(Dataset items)
════

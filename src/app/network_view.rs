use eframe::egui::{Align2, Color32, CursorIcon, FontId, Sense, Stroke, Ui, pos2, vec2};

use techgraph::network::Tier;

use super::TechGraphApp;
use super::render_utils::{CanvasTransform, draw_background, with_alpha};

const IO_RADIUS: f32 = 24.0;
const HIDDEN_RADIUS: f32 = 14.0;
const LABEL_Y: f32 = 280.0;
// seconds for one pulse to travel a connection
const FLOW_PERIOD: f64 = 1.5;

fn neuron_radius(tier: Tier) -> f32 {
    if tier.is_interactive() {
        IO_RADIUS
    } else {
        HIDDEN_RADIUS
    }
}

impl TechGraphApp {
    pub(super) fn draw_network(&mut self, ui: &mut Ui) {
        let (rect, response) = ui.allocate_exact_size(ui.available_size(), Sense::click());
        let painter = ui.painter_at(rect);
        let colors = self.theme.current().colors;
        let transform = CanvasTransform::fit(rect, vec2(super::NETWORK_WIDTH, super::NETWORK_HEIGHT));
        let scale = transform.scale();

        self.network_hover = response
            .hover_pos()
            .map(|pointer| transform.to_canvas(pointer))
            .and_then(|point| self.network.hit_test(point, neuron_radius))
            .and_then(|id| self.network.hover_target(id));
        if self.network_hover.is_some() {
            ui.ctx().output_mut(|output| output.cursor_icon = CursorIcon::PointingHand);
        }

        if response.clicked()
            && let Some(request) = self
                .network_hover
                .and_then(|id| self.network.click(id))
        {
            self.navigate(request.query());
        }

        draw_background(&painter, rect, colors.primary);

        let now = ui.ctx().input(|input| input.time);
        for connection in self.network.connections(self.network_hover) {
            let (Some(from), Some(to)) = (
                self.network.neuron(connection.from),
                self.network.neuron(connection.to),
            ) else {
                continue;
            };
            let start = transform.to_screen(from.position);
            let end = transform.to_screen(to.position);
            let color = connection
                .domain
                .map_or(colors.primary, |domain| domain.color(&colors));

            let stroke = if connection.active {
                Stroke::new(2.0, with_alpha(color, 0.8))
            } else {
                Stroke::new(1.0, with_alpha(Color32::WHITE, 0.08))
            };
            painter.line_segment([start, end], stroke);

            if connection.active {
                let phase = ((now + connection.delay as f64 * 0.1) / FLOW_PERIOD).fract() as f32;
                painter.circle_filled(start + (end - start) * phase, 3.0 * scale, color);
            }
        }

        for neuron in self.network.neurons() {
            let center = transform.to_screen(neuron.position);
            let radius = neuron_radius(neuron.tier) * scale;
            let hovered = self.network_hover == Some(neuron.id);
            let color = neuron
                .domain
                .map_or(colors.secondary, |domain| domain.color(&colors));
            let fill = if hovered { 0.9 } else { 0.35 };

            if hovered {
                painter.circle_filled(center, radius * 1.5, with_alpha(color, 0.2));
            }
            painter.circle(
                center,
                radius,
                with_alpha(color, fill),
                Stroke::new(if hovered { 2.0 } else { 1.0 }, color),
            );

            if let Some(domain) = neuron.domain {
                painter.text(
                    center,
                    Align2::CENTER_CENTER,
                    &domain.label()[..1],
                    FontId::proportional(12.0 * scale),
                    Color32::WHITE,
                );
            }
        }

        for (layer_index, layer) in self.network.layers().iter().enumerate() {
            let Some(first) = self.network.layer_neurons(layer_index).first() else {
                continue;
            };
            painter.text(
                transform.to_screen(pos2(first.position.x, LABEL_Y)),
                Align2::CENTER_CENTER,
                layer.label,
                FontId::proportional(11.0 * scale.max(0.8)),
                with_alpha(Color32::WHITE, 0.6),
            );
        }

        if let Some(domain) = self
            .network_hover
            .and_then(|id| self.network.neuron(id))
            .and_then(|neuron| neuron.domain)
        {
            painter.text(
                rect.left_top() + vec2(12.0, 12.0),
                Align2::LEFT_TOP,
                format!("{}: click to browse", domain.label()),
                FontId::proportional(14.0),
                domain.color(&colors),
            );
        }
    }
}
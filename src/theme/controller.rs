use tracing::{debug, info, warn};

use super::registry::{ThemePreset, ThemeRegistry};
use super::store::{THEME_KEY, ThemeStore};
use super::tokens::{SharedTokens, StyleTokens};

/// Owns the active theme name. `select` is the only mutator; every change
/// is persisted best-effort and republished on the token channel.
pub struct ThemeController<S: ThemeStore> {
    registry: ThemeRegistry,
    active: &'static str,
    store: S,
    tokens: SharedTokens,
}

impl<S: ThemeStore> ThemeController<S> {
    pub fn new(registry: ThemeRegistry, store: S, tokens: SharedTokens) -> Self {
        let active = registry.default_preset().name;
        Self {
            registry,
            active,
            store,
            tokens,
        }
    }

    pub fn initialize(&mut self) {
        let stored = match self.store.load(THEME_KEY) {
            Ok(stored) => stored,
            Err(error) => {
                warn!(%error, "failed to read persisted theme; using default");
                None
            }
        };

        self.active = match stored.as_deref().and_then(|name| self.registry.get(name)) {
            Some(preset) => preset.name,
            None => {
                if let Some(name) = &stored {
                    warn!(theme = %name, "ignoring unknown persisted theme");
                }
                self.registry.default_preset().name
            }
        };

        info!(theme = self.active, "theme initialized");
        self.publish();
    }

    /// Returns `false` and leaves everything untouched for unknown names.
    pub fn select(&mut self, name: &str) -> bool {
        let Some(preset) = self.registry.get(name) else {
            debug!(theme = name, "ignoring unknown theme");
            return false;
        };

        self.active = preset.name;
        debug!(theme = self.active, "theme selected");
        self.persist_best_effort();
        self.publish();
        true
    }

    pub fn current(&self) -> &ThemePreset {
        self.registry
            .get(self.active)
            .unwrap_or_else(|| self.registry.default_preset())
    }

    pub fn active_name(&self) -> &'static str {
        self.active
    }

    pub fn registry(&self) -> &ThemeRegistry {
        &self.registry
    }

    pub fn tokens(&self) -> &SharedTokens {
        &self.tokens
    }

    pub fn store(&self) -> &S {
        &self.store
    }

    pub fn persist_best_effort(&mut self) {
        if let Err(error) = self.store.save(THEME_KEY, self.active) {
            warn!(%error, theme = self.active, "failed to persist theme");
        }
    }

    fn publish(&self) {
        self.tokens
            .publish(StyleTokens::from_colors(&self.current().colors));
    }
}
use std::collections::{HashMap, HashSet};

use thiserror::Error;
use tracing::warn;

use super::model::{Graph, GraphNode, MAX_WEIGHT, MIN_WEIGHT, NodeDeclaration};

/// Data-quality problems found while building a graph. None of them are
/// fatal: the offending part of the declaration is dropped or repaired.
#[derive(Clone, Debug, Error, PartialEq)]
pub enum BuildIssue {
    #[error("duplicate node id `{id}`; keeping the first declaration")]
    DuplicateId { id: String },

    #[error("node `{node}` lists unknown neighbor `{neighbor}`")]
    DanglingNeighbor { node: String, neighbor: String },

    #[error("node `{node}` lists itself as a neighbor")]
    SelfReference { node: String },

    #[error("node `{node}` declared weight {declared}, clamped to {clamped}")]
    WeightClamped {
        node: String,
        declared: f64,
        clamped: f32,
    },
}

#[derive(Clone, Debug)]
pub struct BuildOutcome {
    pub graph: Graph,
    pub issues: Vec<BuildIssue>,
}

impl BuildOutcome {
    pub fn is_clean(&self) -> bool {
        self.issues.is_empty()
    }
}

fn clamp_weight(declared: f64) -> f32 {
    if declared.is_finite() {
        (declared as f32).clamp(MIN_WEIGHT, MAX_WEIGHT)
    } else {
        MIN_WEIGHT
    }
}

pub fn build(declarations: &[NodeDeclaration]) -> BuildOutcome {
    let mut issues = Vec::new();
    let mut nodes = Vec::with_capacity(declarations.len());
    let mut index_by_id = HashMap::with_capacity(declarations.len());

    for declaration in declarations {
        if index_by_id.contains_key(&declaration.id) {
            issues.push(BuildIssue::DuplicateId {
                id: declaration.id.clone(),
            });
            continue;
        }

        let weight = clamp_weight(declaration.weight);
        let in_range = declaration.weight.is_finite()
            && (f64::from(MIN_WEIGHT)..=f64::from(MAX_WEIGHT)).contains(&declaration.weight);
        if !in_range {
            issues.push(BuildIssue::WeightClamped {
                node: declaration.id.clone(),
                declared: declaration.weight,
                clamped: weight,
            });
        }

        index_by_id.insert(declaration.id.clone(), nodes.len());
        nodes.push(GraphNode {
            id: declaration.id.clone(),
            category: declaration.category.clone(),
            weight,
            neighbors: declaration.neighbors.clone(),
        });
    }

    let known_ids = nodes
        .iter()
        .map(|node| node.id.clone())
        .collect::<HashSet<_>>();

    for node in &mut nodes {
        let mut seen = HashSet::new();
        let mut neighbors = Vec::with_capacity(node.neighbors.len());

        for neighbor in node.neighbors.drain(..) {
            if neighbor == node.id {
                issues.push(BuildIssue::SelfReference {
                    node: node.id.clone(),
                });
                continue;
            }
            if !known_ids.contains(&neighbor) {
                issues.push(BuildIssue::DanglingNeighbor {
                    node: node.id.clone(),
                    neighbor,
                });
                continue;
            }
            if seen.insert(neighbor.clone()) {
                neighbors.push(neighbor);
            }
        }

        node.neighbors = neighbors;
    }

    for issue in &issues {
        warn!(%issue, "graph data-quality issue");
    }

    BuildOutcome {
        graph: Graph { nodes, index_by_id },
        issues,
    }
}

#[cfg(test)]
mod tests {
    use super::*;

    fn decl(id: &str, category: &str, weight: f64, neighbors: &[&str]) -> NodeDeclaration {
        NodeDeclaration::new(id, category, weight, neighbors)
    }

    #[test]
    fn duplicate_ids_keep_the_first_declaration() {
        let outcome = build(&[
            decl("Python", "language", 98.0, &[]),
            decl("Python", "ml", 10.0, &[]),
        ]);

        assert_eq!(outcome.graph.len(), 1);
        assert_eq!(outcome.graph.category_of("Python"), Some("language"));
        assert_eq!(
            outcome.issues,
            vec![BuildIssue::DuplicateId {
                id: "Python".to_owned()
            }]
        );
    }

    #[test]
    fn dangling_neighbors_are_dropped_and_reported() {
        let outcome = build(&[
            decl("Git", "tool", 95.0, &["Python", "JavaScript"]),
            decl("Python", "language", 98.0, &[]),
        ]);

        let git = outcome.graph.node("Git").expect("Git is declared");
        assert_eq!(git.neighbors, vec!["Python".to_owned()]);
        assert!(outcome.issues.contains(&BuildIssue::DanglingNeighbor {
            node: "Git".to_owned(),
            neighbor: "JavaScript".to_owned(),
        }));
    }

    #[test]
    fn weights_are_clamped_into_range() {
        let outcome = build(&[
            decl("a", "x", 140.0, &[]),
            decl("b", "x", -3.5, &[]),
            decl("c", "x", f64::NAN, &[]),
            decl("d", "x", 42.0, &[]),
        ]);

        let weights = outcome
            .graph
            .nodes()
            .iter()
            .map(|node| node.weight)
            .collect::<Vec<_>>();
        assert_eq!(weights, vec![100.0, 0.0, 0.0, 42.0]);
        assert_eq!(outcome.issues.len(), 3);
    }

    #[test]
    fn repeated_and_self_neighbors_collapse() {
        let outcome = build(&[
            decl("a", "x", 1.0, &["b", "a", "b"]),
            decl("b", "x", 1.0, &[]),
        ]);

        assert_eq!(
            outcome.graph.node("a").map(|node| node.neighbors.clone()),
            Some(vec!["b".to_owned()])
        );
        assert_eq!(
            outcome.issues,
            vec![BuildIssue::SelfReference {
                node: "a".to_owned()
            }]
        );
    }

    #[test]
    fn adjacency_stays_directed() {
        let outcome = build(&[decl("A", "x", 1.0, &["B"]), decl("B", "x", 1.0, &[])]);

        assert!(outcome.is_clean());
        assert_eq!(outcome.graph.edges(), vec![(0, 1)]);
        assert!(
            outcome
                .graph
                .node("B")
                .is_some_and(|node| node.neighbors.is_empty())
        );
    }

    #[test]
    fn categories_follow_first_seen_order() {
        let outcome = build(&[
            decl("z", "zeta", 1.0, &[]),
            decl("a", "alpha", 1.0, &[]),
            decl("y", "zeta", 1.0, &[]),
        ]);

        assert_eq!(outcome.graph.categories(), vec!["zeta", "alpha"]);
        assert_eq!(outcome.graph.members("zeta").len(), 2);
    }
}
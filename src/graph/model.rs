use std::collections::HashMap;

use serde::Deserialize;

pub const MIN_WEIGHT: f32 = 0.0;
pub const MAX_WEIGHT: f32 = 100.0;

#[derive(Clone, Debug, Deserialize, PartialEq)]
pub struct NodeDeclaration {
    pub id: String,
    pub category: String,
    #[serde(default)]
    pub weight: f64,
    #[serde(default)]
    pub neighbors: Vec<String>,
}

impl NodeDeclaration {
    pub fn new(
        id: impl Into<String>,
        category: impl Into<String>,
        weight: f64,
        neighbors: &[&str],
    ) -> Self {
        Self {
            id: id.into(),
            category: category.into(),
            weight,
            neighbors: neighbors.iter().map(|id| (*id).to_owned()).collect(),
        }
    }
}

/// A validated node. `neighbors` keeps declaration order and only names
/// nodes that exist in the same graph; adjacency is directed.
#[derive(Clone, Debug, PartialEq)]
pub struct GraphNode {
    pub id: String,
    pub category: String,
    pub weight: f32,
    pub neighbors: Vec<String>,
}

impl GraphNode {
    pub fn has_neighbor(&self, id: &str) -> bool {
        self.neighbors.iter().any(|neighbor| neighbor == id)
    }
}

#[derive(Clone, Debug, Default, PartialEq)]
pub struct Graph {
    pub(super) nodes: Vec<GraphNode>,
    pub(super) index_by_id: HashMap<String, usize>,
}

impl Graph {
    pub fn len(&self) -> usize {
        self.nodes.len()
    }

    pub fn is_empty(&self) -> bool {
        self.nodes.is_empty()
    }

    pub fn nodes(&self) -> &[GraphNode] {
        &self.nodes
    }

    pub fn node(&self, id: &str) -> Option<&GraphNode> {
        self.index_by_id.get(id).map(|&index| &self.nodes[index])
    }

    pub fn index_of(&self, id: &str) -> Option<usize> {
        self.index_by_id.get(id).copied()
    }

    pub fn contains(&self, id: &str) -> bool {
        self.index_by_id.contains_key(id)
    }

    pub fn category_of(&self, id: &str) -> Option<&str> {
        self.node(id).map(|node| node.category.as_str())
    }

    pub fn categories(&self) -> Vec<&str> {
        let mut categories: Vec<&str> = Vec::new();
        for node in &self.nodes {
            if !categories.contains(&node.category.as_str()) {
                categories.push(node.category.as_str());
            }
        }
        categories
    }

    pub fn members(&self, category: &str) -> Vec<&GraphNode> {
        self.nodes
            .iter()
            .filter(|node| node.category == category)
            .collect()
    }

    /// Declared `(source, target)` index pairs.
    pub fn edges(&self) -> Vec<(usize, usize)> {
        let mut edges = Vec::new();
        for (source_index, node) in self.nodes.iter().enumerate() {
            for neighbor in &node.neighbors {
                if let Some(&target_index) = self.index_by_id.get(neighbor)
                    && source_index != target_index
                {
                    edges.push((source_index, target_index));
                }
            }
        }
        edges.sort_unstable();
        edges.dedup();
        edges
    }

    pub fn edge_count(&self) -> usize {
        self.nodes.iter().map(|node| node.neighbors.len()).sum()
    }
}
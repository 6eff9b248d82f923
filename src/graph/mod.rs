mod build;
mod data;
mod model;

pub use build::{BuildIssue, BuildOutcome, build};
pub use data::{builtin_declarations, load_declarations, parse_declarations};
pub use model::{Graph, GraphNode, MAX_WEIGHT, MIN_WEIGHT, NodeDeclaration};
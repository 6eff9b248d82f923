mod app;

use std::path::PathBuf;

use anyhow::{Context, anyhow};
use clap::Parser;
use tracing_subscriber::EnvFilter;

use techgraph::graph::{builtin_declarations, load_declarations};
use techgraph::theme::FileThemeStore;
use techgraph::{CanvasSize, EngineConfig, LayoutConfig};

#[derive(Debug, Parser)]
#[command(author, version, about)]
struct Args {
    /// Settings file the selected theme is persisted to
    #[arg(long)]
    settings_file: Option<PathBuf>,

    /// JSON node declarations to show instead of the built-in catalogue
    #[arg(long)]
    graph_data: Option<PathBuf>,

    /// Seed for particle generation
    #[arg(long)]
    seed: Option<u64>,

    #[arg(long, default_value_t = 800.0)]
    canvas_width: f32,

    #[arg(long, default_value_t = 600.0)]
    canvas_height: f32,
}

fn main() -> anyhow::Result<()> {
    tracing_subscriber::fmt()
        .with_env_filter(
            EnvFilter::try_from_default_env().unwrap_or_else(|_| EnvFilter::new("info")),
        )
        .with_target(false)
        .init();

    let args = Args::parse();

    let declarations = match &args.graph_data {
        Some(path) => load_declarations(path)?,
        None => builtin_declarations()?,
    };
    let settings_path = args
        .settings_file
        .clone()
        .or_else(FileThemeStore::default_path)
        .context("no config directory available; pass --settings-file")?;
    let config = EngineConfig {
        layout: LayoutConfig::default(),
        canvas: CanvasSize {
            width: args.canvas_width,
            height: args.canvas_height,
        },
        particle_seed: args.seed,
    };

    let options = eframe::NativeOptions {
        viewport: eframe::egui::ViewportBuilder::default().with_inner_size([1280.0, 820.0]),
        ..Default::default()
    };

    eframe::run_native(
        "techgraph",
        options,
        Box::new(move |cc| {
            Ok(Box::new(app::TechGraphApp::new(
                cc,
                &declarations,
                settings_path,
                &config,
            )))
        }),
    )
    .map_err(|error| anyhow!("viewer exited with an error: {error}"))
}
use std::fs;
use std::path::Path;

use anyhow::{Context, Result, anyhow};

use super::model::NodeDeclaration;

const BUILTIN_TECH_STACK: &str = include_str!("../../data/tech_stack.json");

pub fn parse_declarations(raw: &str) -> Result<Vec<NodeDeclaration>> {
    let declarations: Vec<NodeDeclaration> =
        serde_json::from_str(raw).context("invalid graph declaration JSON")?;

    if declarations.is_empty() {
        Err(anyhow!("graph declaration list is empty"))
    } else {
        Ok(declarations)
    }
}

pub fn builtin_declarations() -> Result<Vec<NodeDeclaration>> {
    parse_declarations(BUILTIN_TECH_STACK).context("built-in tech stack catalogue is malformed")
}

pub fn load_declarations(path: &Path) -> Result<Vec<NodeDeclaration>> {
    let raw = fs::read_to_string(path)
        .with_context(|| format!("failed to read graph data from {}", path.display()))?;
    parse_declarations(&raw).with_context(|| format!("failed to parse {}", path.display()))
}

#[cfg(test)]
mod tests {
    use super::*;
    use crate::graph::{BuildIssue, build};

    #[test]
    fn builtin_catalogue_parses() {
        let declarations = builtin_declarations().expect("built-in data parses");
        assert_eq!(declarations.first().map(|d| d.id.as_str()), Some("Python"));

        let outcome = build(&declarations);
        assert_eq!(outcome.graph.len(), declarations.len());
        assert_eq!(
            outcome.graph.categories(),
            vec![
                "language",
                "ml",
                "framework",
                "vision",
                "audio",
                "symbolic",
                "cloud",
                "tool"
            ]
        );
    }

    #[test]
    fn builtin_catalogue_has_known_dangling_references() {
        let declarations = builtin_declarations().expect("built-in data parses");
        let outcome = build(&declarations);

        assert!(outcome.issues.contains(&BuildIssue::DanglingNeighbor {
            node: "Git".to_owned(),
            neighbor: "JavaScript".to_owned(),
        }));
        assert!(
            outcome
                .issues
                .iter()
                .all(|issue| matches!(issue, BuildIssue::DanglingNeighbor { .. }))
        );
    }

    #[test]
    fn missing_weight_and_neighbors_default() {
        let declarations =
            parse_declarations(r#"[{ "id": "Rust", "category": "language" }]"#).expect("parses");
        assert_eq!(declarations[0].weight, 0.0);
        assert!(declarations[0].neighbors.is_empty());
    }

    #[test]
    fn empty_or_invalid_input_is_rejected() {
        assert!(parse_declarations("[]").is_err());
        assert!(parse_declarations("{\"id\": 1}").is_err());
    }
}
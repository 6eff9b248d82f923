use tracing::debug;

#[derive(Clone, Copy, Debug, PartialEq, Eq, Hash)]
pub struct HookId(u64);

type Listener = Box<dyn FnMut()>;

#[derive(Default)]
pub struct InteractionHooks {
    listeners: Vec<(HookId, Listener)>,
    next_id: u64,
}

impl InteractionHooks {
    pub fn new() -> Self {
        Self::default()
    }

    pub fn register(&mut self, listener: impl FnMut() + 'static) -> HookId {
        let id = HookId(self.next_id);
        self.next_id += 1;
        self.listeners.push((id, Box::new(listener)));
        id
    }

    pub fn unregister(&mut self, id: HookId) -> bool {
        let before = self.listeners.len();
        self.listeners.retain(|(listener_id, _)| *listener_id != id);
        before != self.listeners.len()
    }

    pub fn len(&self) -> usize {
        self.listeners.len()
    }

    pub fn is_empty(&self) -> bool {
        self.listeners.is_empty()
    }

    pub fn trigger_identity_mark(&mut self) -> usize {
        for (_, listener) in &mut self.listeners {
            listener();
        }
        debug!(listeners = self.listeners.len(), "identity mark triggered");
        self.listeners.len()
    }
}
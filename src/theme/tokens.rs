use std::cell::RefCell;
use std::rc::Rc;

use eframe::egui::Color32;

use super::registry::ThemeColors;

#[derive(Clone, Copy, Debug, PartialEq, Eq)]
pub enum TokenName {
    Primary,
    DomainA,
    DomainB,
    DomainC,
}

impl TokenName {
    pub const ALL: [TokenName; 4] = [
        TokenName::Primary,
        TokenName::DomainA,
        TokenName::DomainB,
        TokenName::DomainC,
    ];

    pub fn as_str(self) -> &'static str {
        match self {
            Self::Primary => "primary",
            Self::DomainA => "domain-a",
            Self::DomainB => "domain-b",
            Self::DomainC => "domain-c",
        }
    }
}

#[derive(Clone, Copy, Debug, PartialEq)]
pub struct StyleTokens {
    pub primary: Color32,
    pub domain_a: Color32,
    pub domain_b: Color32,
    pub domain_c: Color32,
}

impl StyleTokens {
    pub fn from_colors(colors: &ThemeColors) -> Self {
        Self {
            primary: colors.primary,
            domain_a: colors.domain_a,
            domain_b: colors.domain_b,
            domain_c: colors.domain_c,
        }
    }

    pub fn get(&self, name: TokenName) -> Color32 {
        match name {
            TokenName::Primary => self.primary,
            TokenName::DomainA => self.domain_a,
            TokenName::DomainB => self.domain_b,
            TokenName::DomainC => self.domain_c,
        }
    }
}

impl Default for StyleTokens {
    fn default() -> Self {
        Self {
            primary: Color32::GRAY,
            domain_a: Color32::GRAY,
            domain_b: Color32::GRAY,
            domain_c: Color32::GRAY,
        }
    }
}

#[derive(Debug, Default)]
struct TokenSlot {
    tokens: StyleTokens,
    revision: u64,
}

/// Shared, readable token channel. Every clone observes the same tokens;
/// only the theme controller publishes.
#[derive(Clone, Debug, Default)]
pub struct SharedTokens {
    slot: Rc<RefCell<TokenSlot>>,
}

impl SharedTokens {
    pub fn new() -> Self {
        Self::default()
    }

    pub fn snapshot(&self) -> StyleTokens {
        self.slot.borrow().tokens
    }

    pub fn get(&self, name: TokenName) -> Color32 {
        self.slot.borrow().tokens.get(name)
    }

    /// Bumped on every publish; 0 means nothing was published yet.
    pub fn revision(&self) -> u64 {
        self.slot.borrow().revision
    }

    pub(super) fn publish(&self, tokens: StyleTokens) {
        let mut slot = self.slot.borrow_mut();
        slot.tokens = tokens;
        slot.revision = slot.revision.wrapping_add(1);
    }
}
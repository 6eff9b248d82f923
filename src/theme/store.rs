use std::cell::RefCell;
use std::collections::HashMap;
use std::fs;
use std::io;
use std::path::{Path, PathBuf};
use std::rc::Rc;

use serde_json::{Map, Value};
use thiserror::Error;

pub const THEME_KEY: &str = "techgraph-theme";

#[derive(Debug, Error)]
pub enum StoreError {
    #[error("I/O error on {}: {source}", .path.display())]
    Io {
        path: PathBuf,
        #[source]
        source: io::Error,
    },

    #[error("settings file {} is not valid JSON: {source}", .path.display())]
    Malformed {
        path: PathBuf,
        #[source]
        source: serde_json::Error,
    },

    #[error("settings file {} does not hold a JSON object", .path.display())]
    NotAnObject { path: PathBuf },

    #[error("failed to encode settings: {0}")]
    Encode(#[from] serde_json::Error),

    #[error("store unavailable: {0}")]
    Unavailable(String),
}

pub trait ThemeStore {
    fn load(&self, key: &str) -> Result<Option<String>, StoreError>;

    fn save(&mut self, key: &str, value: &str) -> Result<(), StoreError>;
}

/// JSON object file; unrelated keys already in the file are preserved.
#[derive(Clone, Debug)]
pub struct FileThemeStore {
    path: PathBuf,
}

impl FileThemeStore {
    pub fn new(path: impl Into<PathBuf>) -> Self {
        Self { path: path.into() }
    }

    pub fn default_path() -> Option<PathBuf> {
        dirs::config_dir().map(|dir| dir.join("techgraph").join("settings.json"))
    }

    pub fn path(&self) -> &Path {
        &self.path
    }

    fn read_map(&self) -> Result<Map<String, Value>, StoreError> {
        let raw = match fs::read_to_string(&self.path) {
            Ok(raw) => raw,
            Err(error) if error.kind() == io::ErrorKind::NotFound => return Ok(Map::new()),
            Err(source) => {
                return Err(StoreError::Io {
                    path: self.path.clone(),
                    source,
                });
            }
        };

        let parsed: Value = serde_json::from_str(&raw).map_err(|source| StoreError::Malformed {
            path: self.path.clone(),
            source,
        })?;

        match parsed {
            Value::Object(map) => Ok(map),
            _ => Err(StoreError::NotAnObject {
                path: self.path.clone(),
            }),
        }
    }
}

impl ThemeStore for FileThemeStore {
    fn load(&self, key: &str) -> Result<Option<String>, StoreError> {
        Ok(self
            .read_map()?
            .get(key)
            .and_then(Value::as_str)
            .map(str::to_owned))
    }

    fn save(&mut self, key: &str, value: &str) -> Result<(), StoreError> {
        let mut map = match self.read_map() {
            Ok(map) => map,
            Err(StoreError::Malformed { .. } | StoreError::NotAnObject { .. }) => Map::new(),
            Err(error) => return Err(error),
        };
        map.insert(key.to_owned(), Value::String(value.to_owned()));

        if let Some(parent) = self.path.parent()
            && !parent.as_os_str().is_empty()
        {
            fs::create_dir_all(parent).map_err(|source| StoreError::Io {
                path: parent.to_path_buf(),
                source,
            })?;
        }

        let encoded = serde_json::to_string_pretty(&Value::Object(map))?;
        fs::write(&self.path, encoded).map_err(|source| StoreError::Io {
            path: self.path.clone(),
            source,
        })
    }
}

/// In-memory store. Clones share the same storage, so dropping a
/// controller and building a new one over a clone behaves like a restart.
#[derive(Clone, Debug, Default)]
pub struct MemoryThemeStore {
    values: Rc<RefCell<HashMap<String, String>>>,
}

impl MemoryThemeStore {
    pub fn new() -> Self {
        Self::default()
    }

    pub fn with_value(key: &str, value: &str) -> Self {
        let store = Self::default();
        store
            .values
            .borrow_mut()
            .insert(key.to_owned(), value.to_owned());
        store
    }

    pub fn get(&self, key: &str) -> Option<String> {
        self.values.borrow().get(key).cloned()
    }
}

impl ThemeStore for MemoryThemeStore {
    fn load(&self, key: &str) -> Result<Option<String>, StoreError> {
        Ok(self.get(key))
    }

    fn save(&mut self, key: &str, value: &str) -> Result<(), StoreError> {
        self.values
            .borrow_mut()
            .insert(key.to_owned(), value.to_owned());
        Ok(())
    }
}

════

Problem requirements: Tally the lines of the data that hold the string "usize". Answer with the number and nothing more.

Exercise response: 7